Bombardir Gereja, Militer Myanmar Dituding Lakukan Kejahatan Perang



KONTAN.CO.ID - Amnesty International mendesak adanya penyelidikan mendalam atas aksi pemboman gereja oleh militer Myanmar pada Januari lalu. Aksi tersebut terindikasi sebagai kejahatan perang.

Angkatan Udara Myanmar menjatuhkan bom di tiga lokasi dekat Gereja Baptis St Peter di desa Kanan pada pagi hari tanggal 7 Januari 2024. 

"Militer Myanmar harus diselidiki atas kejahatan perang terkait serangan udara bulan lalu yang menewaskan 17 penduduk desa, termasuk dua anak, saat mereka menghadiri kebaktian gereja hari Minggu," ungkap Amnesty International, dikutip Al Jazeera.


Baca Juga: Lebih dari 100 Pengungsi Rohingya di Malaysia Kabur dari Tahanan

Pola Serangan yang Konsisten

Dalam pernyataan yang dirilis hari Kamis (8/2), Amnesty menjelaskan bahwa kerusakan yang timbul merupakan hasil dari serangan udara yang konsisten. 

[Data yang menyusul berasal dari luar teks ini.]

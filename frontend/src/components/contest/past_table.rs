use crate::api::contest_url;
use crate::components::contest::join_form::JoinControls;
use crate::components::contest::labels::ContestLabels;
use shared::{format_start, format_window, ContestDto, ContestPage};
use yew::prelude::*;

/// Page-number window shown in the pagination bar: the current page and
/// up to two neighbors on each side, clamped to the valid range.
pub fn page_window(current: u32, total_pages: u32) -> (u32, u32) {
    if total_pages == 0 {
        return (1, 0);
    }
    let start = if current <= 3 { 1 } else { current - 2 };
    let end = if current + 2 >= total_pages {
        total_pages
    } else {
        current + 2
    };
    (start, end)
}

/// Next sort state after clicking a column header: clicking the active
/// ascending column flips it to descending, anything else starts
/// ascending.
pub fn toggle_sort(sort_by: &str, sort_dir: &str, column: &str) -> (String, String) {
    if sort_by == column && sort_dir == "asc" {
        (column.to_string(), "desc".to_string())
    } else {
        (column.to_string(), "asc".to_string())
    }
}

#[derive(Properties, PartialEq)]
pub struct PastContestsTableProps {
    pub page: ContestPage,
    pub sort_by: String,
    pub sort_dir: String,
    #[prop_or_default]
    pub authenticated: bool,
    #[prop_or_default]
    pub csrf_token: String,
    #[prop_or_default]
    pub on_sort_change: Callback<(String, String)>,
    #[prop_or_default]
    pub on_page_change: Callback<u32>,
}

/// The past-contest table: sortable Name / Start / Length / Users
/// columns, a virtual-join control per row, and a windowed pagination
/// bar. The backend does the actual sorting and paging; this component
/// renders the returned page and echoes the requested order.
#[function_component(PastContestsTable)]
pub fn past_contests_table(props: &PastContestsTableProps) -> Html {
    let page = &props.page;
    let current_page = page.page;
    let total_pages = page.total_pages();

    let header = |column: &'static str, title: &'static str| -> Html {
        let on_sort_change = props.on_sort_change.clone();
        let sort_by = props.sort_by.clone();
        let sort_dir = props.sort_dir.clone();
        let indicator = if props.sort_by == column {
            if props.sort_dir == "asc" {
                "↑"
            } else {
                "↓"
            }
        } else {
            ""
        };
        html! {
            <th class="px-6 py-3 text-left text-xs font-medium text-gray-500 uppercase tracking-wider">
                <button
                    onclick={Callback::from(move |_| {
                        on_sort_change.emit(toggle_sort(&sort_by, &sort_dir, column));
                    })}
                    class="flex items-center gap-1 hover:text-gray-700"
                >
                    {title}
                    {indicator}
                </button>
            </th>
        }
    };

    if page.items.is_empty() {
        return html! {
            <div class="bg-white rounded-lg shadow-sm p-12 text-center">
                <div class="text-6xl mb-4">{"🏆"}</div>
                <h3 class="text-2xl font-bold text-gray-900 mb-4">{"No Contests Found"}</h3>
                <p class="text-gray-600">
                    {"No past contests match your search. Try a different query."}
                </p>
            </div>
        };
    }

    let render_row = |contest: &ContestDto| -> Html {
        html! {
            <tr class="hover:bg-gray-50">
                <td class="px-6 py-4">
                    <a href={contest_url(&contest.key)} class="text-sm font-medium text-gray-900 hover:text-blue-700">
                        {contest.name.clone()}
                    </a>
                    <div class="mt-1">
                        <ContestLabels contest={contest.clone()} />
                    </div>
                </td>
                <td class="px-6 py-4 whitespace-nowrap text-xs text-gray-600">
                    {format_start(&contest.start_time)}
                </td>
                <td class="px-6 py-4 whitespace-nowrap text-xs text-gray-600">
                    {format_window(contest.length_secs())}
                </td>
                <td class="px-6 py-4 whitespace-nowrap text-xs text-gray-600">
                    {contest.user_count}
                </td>
                <td class="px-6 py-4 whitespace-nowrap text-right">
                    <JoinControls
                        contest={contest.clone()}
                        past={true}
                        authenticated={props.authenticated}
                        csrf_token={props.csrf_token.clone()}
                    />
                </td>
            </tr>
        }
    };

    html! {
        <div class="bg-white rounded-lg shadow-sm overflow-hidden">
            <div class="overflow-x-auto">
                <table class="min-w-full divide-y divide-gray-200">
                    <thead class="bg-gray-50">
                        <tr>
                            {header("name", "Name")}
                            {header("start", "Start")}
                            {header("duration", "Length")}
                            {header("user_count", "Users")}
                            <th class="px-6 py-3"></th>
                        </tr>
                    </thead>
                    <tbody class="bg-white divide-y divide-gray-200">
                        { for page.items.iter().map(render_row) }
                    </tbody>
                </table>
            </div>

            // Pagination
            if total_pages > 1 {
                <div class="bg-white px-4 py-3 flex items-center justify-between border-t border-gray-200 sm:px-6">
                    <div>
                        <p class="text-sm text-gray-700">
                            {"Showing "}
                            <span class="font-medium">{(current_page - 1) * page.page_size + 1}</span>
                            {" to "}
                            <span class="font-medium">{(current_page as u64 * page.page_size as u64).min(page.total)}</span>
                            {" of "}
                            <span class="font-medium">{page.total}</span>
                            {" results"}
                        </p>
                    </div>
                    <nav class="relative z-0 inline-flex rounded-md shadow-sm -space-x-px">
                        <button
                            onclick={props.on_page_change.reform(move |_| if current_page > 1 { current_page - 1 } else { 1 })}
                            disabled={!page.has_previous()}
                            class="relative inline-flex items-center px-2 py-2 rounded-l-md border border-gray-300 bg-white text-sm font-medium text-gray-500 hover:bg-gray-50"
                        >
                            {"Previous"}
                        </button>

                        // Page numbers
                        {{
                            let (start_page, end_page) = page_window(current_page, total_pages);
                            (start_page..=end_page).map(|page_num| {
                                let is_current = page_num == current_page;
                                html! {
                                    <button
                                        onclick={props.on_page_change.reform(move |_| page_num)}
                                        class={classes!(
                                            "relative", "inline-flex", "items-center", "px-4", "py-2", "border", "text-sm", "font-medium",
                                            if is_current {
                                                classes!("z-10", "bg-indigo-50", "border-indigo-500", "text-indigo-600")
                                            } else {
                                                classes!("bg-white", "border-gray-300", "text-gray-500", "hover:bg-gray-50")
                                            }
                                        )}
                                    >
                                        {page_num}
                                    </button>
                                }
                            }).collect::<Vec<_>>()
                        }}

                        <button
                            onclick={props.on_page_change.reform(move |_| current_page + 1)}
                            disabled={!page.has_next()}
                            class="relative inline-flex items-center px-2 py-2 rounded-r-md border border-gray-300 bg-white text-sm font-medium text-gray-500 hover:bg-gray-50"
                        >
                            {"Next"}
                        </button>
                    </nav>
                </div>
            }
        </div>
    }
}
use gloo_timers::callback::Interval;
use shared::format_countdown;
use std::cell::Cell;
use std::rc::Rc;
use yew::prelude::*;

#[derive(Properties, PartialEq)]
pub struct CountdownProps {
    /// Remaining seconds, as the backend computed them when the view
    /// model was built
    pub seconds: u64,
    #[prop_or_default]
    pub class: Classes,
}

/// Ticking countdown. Starts from the backend-supplied seed and counts
/// down locally once a second, flooring at zero; the seed itself is never
/// recomputed on the client.
#[function_component(Countdown)]
pub fn countdown(props: &CountdownProps) -> Html {
    let remaining = use_state(|| props.seconds);

    {
        let remaining = remaining.clone();
        use_effect_with(props.seconds, move |seconds| {
            // The handle inside the interval closure goes stale, so the
            // authoritative counter lives in a cell.
            let left = Rc::new(Cell::new(*seconds));
            remaining.set(left.get());

            let interval = {
                let left = left.clone();
                let remaining = remaining.clone();
                Interval::new(1_000, move || {
                    if left.get() > 0 {
                        left.set(left.get() - 1);
                        remaining.set(left.get());
                    }
                })
            };

            move || drop(interval)
        });
    }

    html! {
        <span class={classes!("font-mono", "tabular-nums", props.class.clone())}>
            {format_countdown(*remaining)}
        </span>
    }
}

Bukti foto dan video yang ditampilkan pun menunjukkan setidaknya tiga lokasi tumbukan bom, dengan kawah yang konsisten dengan bom pesawat yang masing-masing berbobot sekitar 250kg.

"Serangan-serangan ini harus diselidiki sebagai kejahatan perang. Dewan Keamanan PBB harus merujuk situasi di Myanmar ke Pengadilan Kriminal Internasional (ICC). Para pelaku kejahatan berdasarkan hukum internasional harus diadili," kata Matt Wells, direktur program tanggap krisis Amnesty.

Baca Juga: Amnesty International: Israel Mengabaikan Nyawa Rakyat Palestina di Tepi Barat

Melibatkan Jet Tempur

Militer Myanmar tentu menyangkal klaim tersebut. Mereka juga mengklaim tidak ada pesawat yang beroperasi di wilayah tersebut pada saat itu.

Berlawanan dengan itu, tinjauan video yang dilakukan Amnesty International menunjukkan siluet sayap pesawat yang identik dengan jet tempur A-5 yang terbang di atas desa tersebut. Pesawat tersebut hanya diterbangkan oleh militer.

Sebagai tambahan, citra satelit dari pangkalan udara Tada-U dekat Mandalay menunjukkan adanya operasi aktif pesawat A-5.

Menara pengintai juga melaporkan data lepas landas, terbang dan mendaratnya A-5 yang konsisten dengan serangan di Kanan.

Myanmar terjerumus ke dalam krisis sejak militer mengambil alih kendali negara tiga tahun lalu. Jenderal Min Aung Hlaing mengklaim kemenangan Aung San Suu Kyi dalam pemilu diwarnai kecurangan.

Sejak saat itu, rangkaian protes dari masyarakat anti-kudeta belum berhenti. Setidaknya 4.485 warga sipil telah terbunuh akibat kekerasan yang dilakukan oleh militer.